Provided entries:

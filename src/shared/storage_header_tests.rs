use crate::shared::storage_header::{BinaryHeader, FileKind, HeaderError, MagicFile};
use std::io::Cursor;

struct Dummy;

impl MagicFile for Dummy {
    const MAGIC: [u8; 4] = *b"TST1";
    const VERSION: u32 = 2;
}

#[test]
fn header_roundtrip_ok() {
    let hdr = BinaryHeader::new(FileKind::MappingIndex.magic(), 1);
    let mut buf = Vec::new();
    hdr.write_to(&mut buf).unwrap();
    assert_eq!(buf.len(), BinaryHeader::TOTAL_LEN);
    assert_eq!(&buf[..4], b"RTIX");

    let read = BinaryHeader::read_from(Cursor::new(buf)).unwrap();
    assert_eq!(read, hdr);
}

#[test]
fn version_mismatch_detected_by_trait() {
    let hdr = BinaryHeader::new(*b"TST1", 1);
    let mut buf = Vec::new();
    hdr.write_to(&mut buf).unwrap();

    let res = Dummy::read_and_validate_header(&mut Cursor::new(buf));
    assert!(matches!(
        res,
        Err(HeaderError::UnsupportedVersion {
            found: 1,
            expected: 2
        })
    ));
}

#[test]
fn magic_checked_before_version() {
    let hdr = BinaryHeader::new(*b"NOPE", 9);
    let mut buf = Vec::new();
    hdr.write_to(&mut buf).unwrap();

    let res = Dummy::read_and_validate_header(&mut Cursor::new(buf));
    assert!(matches!(res, Err(HeaderError::BadMagic { found }) if &found == b"NOPE"));
}

#[test]
fn truncated_header_rejected() {
    let mut buf = Vec::new();
    Dummy::write_header(&mut buf).unwrap();
    buf.truncate(BinaryHeader::TOTAL_LEN - 1);

    let res = Dummy::read_and_validate_header(&mut Cursor::new(buf));
    assert!(matches!(res, Err(HeaderError::Io(_))));
}
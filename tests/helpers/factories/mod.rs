pub mod mapping_file_factory;

pub use mapping_file_factory::MappingFileFactory;

#[cfg(test)]
mod mapping_file_factory_test;
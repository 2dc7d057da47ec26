use std::fmt;
use std::ops::Deref;
use std::sync::Arc;

/// Raw mapping text of one class section, shared between the fragment cache
/// and the lookup that requested it.
#[derive(Clone, PartialEq, Eq)]
pub struct Fragment(Arc<str>);

impl Fragment {
    pub fn new(text: impl Into<Arc<str>>) -> Self {
        Self(text.into())
    }

    pub fn as_str(&self) -> &str {
        &self.0
    }
}

impl Deref for Fragment {
    type Target = str;

    fn deref(&self) -> &str {
        &self.0
    }
}

impl fmt::Debug for Fragment {
    fn fmt(&self, f: &mut fmt::Formatter<'_>) -> fmt::Result {
        f.debug_struct("Fragment").field("len", &self.0.len()).finish()
    }
}
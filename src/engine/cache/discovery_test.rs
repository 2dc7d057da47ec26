use super::discovery::discover_versions;
use crate::engine::types::VersionKey;
use crate::test_helpers::factories::mapping_file_factory::MappingFileFactory;
use std::fs;

#[test]
fn finds_versions_with_mapping_files() {
    let tmp = tempfile::tempdir().unwrap();
    let root = tmp.path();
    let keys = [
        VersionKey::new("beta", "2.0", 20),
        VersionKey::new("alpha", "1.0", 10),
        VersionKey::new("alpha", "1.1", 11),
    ];
    for key in &keys {
        MappingFileFactory::sample().write_version(root, key);
    }
    fs::create_dir_all(root.join("alpha/1.2/not-a-number")).unwrap();
    fs::write(root.join("alpha/1.2/not-a-number/mapping.txt"), "x -> y:\n").unwrap();
    fs::create_dir_all(root.join("alpha/1.3/13")).unwrap();
    fs::write(root.join("stray.txt"), "").unwrap();

    let found = discover_versions(root).unwrap();

    assert_eq!(
        found,
        vec![
            VersionKey::new("alpha", "1.1", 11),
            VersionKey::new("alpha", "1.0", 10),
            VersionKey::new("beta", "2.0", 20),
        ]
    );
}

#[test]
fn missing_root_is_empty() {
    let tmp = tempfile::tempdir().unwrap();
    assert!(discover_versions(&tmp.path().join("nothing")).unwrap().is_empty());
}
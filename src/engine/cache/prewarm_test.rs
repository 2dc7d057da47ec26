use super::prewarm::plan_prewarm;
use crate::engine::types::VersionKey;

fn key(app: &str, name: &str, code: u64) -> VersionKey {
    VersionKey::new(app, name, code)
}

#[test]
fn takes_most_recent_per_app() {
    let versions = vec![
        key("b", "1.0", 1),
        key("a", "1.0", 1),
        key("a", "3.0", 3),
        key("a", "2.0", 2),
        key("b", "2.0", 2),
    ];

    let plan = plan_prewarm(&versions, 2, 10);

    assert_eq!(
        plan,
        vec![
            key("a", "3.0", 3),
            key("a", "2.0", 2),
            key("b", "2.0", 2),
            key("b", "1.0", 1),
        ]
    );
}

#[test]
fn version_name_breaks_code_ties() {
    let versions = vec![key("a", "1.0-beta", 5), key("a", "1.0-rc", 5)];
    assert_eq!(plan_prewarm(&versions, 1, 10), vec![key("a", "1.0-rc", 5)]);
}

#[test]
fn total_cap_truncates_plan() {
    let versions = vec![key("a", "1", 1), key("b", "1", 1), key("c", "1", 1)];
    let plan = plan_prewarm(&versions, 1, 2);
    assert_eq!(plan, vec![key("a", "1", 1), key("b", "1", 1)]);
}

#[test]
fn zero_per_app_plans_nothing() {
    assert!(plan_prewarm(&[key("a", "1", 1)], 0, 10).is_empty());
}
use crate::engine::errors::IndexError;
use crate::engine::index::{Index, IndexEntry};
use crate::shared::path::{file_identity, sidecar_path};
use std::collections::HashMap;
use std::fs::File;
use std::io::{BufRead, BufReader};
use std::path::Path;
use std::time::Instant;
use tracing::{debug, info, warn};

const HEADER_SEPARATOR: &str = " -> ";

/// Builds the byte-offset index of a mapping file, reusing the sidecar when it
/// still describes the file.
pub struct IndexBuilder;

impl IndexBuilder {
    /// Returns the index for `mapping`, from the sidecar when valid, otherwise
    /// by scanning. A failure to persist a freshly scanned index is logged and
    /// does not fail the build.
    pub fn build(mapping: &Path, force_rebuild: bool) -> Result<Index, IndexError> {
        let sidecar = sidecar_path(mapping);

        if !force_rebuild && sidecar.exists() {
            match Index::load_from_path(&sidecar) {
                Ok(index) if index.is_valid_for(mapping) => {
                    debug!(target: "retrace::index", path = %sidecar.display(), entries = index.len(), "Loaded sidecar index");
                    return Ok(index);
                }
                Ok(_) => {
                    debug!(target: "retrace::index", path = %sidecar.display(), "Sidecar index is stale, rebuilding");
                }
                Err(e) if e.is_corrupt() => {
                    debug!(target: "retrace::index", path = %sidecar.display(), error = %e, "Corrupt sidecar index, rebuilding");
                }
                Err(e) => {
                    warn!(target: "retrace::index", path = %sidecar.display(), error = %e, "Unreadable sidecar index, rebuilding");
                }
            }
        }

        let index = Self::scan(mapping)?;

        if let Err(e) = index.write_to_path(&sidecar) {
            warn!(target: "retrace::index", path = %sidecar.display(), error = %e, "Failed to persist sidecar index");
        }

        Ok(index)
    }

    /// Scans `mapping` once, recording where every class section starts and
    /// how many bytes it spans.
    pub fn scan(mapping: &Path) -> Result<Index, IndexError> {
        let start = Instant::now();
        let (size, mtime) = file_identity(mapping)?;
        let file = File::open(mapping)?;
        let entries = scan_sections(BufReader::new(file))?;

        info!(
            target: "retrace::index",
            path = %mapping.display(),
            classes = entries.len(),
            bytes = size,
            elapsed_ms = start.elapsed().as_millis() as u64,
            "Scanned mapping file"
        );

        Ok(Index::new(entries, size, mtime))
    }
}

struct OpenSection {
    obfuscated: String,
    original: String,
    start: u64,
}

/// Splits the stream into class sections. Every byte after the first header
/// belongs to exactly one section.
pub(crate) fn scan_sections<R: BufRead>(
    mut reader: R,
) -> Result<HashMap<String, IndexEntry>, IndexError> {
    let mut entries: HashMap<String, IndexEntry> = HashMap::new();
    let mut open: Option<OpenSection> = None;
    let mut offset: u64 = 0;
    let mut line = Vec::with_capacity(256);

    loop {
        line.clear();
        let read = reader.read_until(b'\n', &mut line)?;
        if read == 0 {
            break;
        }

        if let Some((original, obfuscated)) = parse_class_header(&line) {
            let seen = entries.contains_key(obfuscated)
                || open.as_ref().is_some_and(|section| section.obfuscated == obfuscated);
            if seen {
                // The first section keeps the name; the repeat rides along with
                // whatever section is open so no byte is left unowned.
                warn!(target: "retrace::index", class = %obfuscated, offset, "Duplicate class header, keeping first section");
                offset += read as u64;
                continue;
            }
            if let Some(section) = open.take() {
                close_section(&mut entries, section, offset)?;
            }
            open = Some(OpenSection {
                obfuscated: obfuscated.to_string(),
                original: original.to_string(),
                start: offset,
            });
        }

        offset += read as u64;
    }

    if let Some(section) = open.take() {
        close_section(&mut entries, section, offset)?;
    }

    Ok(entries)
}

fn close_section(
    entries: &mut HashMap<String, IndexEntry>,
    section: OpenSection,
    end: u64,
) -> Result<(), IndexError> {
    let byte_length = u32::try_from(end - section.start).map_err(|_| {
        IndexError::Corrupt(format!(
            "class section {} spans {} bytes",
            section.obfuscated,
            end - section.start
        ))
    })?;

    let entry = IndexEntry::new(section.obfuscated.clone(), section.original, section.start, byte_length);
    entries.insert(section.obfuscated, entry);
    Ok(())
}

/// Recognises `original -> obfuscated:` lines. Member lines are indented,
/// comments start with `#`, and neither ever opens a section.
pub(crate) fn parse_class_header(line: &[u8]) -> Option<(&str, &str)> {
    let first = *line.first()?;
    if first.is_ascii_whitespace() || first == b'#' {
        return None;
    }

    let text = std::str::from_utf8(line).ok()?.trim_end();
    let body = text.strip_suffix(':')?;
    let (original, obfuscated) = body.split_once(HEADER_SEPARATOR)?;

    let original = original.trim();
    let obfuscated = obfuscated.trim();
    if original.is_empty() || obfuscated.is_empty() {
        return None;
    }
    Some((original, obfuscated))
}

Task goal:
What should be returned is the run of lines from the first line of the material through the line containing "let read = BinaryHeader::read_from(Cursor::new(buf)).unwrap();", exact and inclusive, and nothing else.

Final answer:
filename src/shared/storage_header_tests.rs
use crate::shared::storage_header::{BinaryHeader, FileKind, HeaderError, MagicFile};
use std::io::Cursor;

struct Dummy;

impl MagicFile for Dummy {
    const MAGIC: [u8; 4] = *b"TST1";
    const VERSION: u32 = 2;
}

#[test]
fn header_roundtrip_ok() {
    let hdr = BinaryHeader::new(FileKind::MappingIndex.magic(), 1);
    let mut buf = Vec::new();
    hdr.write_to(&mut buf).unwrap();
    assert_eq!(buf.len(), BinaryHeader::TOTAL_LEN);
    assert_eq!(&buf[..4], b"RTIX");

    let read = BinaryHeader::read_from(Cursor::new(buf)).unwrap();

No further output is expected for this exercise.